[Collected data]
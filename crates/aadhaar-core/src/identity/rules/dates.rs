//! Date / year of birth extraction.

use chrono::NaiveDate;

use crate::models::identity::BirthDate;

use super::patterns::{DOB_PATTERN, FULL_DATE, PLAUSIBLE_BIRTH_YEAR};
use super::{FieldExtractor, LineMatch};

/// Date of birth extractor.
///
/// First pass: the first line with a `DD/MM/YYYY`, `DD-MM-YYYY` or bare
/// 4-digit group (optionally after a DOB label) wins. Second pass, only when
/// the first found nothing: the first standalone year starting with 19 or 20.
pub struct BirthDateExtractor;

impl BirthDateExtractor {
    pub fn new() -> Self {
        Self
    }

    fn labelled(&self, lines: &[&str]) -> Option<LineMatch<BirthDate>> {
        lines.iter().enumerate().find_map(|(index, line)| {
            let caps = DOB_PATTERN.captures(line)?;
            let raw = caps.get(1)?.as_str();
            Some(LineMatch::new(parse_birth_date(raw), index))
        })
    }

    fn standalone_year(&self, lines: &[&str]) -> Option<LineMatch<BirthDate>> {
        lines.iter().enumerate().find_map(|(index, line)| {
            let year = PLAUSIBLE_BIRTH_YEAR.find(line)?;
            Some(LineMatch::new(BirthDate::Year(year.as_str().to_string()), index))
        })
    }
}

impl Default for BirthDateExtractor {
    fn default() -> Self {
        Self::new()
    }
}

impl FieldExtractor for BirthDateExtractor {
    type Output = BirthDate;

    fn extract(&self, lines: &[&str]) -> Option<LineMatch<BirthDate>> {
        self.labelled(lines)
            .or_else(|| self.standalone_year(lines))
    }
}

/// Extract the date or year of birth from OCR lines.
pub fn extract_birth_date(lines: &[&str]) -> Option<BirthDate> {
    BirthDateExtractor::new().extract(lines).map(|m| m.value)
}

/// Interpret a matched date fragment.
///
/// Full dates are parsed day-first; a fragment that is not a real calendar
/// date is kept verbatim.
pub fn parse_birth_date(raw: &str) -> BirthDate {
    if !FULL_DATE.is_match(raw) {
        return BirthDate::Year(raw.to_string());
    }

    match NaiveDate::parse_from_str(&raw.replace('/', "-"), "%d-%m-%Y") {
        Ok(date) => BirthDate::Date(date),
        Err(_) => BirthDate::Unparsed(raw.to_string()),
    }
}

#[cfg(test)]
mod tests {
    use super::*;
    use pretty_assertions::assert_eq;

    fn dob(lines: &[&str]) -> String {
        extract_birth_date(lines)
            .map(|d| d.to_string())
            .unwrap_or_default()
    }

    #[test]
    fn test_labelled_slash_date() {
        assert_eq!(dob(&["DOB: 15/08/1990"]), "15-Aug-1990");
    }

    #[test]
    fn test_dash_date_and_label_variants() {
        assert_eq!(dob(&["D0B : 01-01-1985"]), "01-Jan-1985");
        assert_eq!(dob(&["DoB 29/02/2000"]), "29-Feb-2000");
        assert_eq!(dob(&["जन्म तिथि/DOB: 05/11/1978"]), "05-Nov-1978");
    }

    #[test]
    fn test_year_of_birth() {
        assert_eq!(dob(&["Year of Birth 1990"]), "1990");
        assert_eq!(dob(&["Birth Year: 1975"]), "1975");
    }

    #[test]
    fn test_invalid_calendar_date_kept_raw() {
        assert_eq!(
            extract_birth_date(&["DOB: 31/02/1990"]),
            Some(BirthDate::Unparsed("31/02/1990".to_string()))
        );
    }

    #[test]
    fn test_no_date_content() {
        assert_eq!(dob(&["Rahul Kumar", "MALE", "Address: Sector 12"]), "");
    }

    #[test]
    fn test_first_line_wins() {
        let lines = ["Rahul Kumar", "DOB: 15/08/1990", "Issued 2015"];
        let found = BirthDateExtractor::new().extract(&lines).unwrap();
        assert_eq!(found.value.to_string(), "15-Aug-1990");
        assert_eq!(found.line, 1);
    }

    #[test]
    fn test_parse_birth_date() {
        assert_eq!(
            parse_birth_date("15/08/1990"),
            BirthDate::Date(NaiveDate::from_ymd_opt(1990, 8, 15).unwrap())
        );
        assert_eq!(parse_birth_date("1990"), BirthDate::Year("1990".to_string()));
    }

    #[test]
    fn test_standalone_year_pass() {
        let extractor = BirthDateExtractor::new();
        let found = extractor.standalone_year(&["Rahul", "born 1988 in Pune"]).unwrap();
        assert_eq!(found.value, BirthDate::Year("1988".to_string()));
        assert!(extractor.standalone_year(&["Sector 12", "21234"]).is_none());
    }
}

* [Goal of the exercise]: Look over the records. Copy the lines that include the word "with".

* [Solution to the problem]:
/// First pass: the first line with a `DD/MM/YYYY`, `DD-MM-YYYY` or bare
/// the first found nothing: the first standalone year starting with 19 or 20.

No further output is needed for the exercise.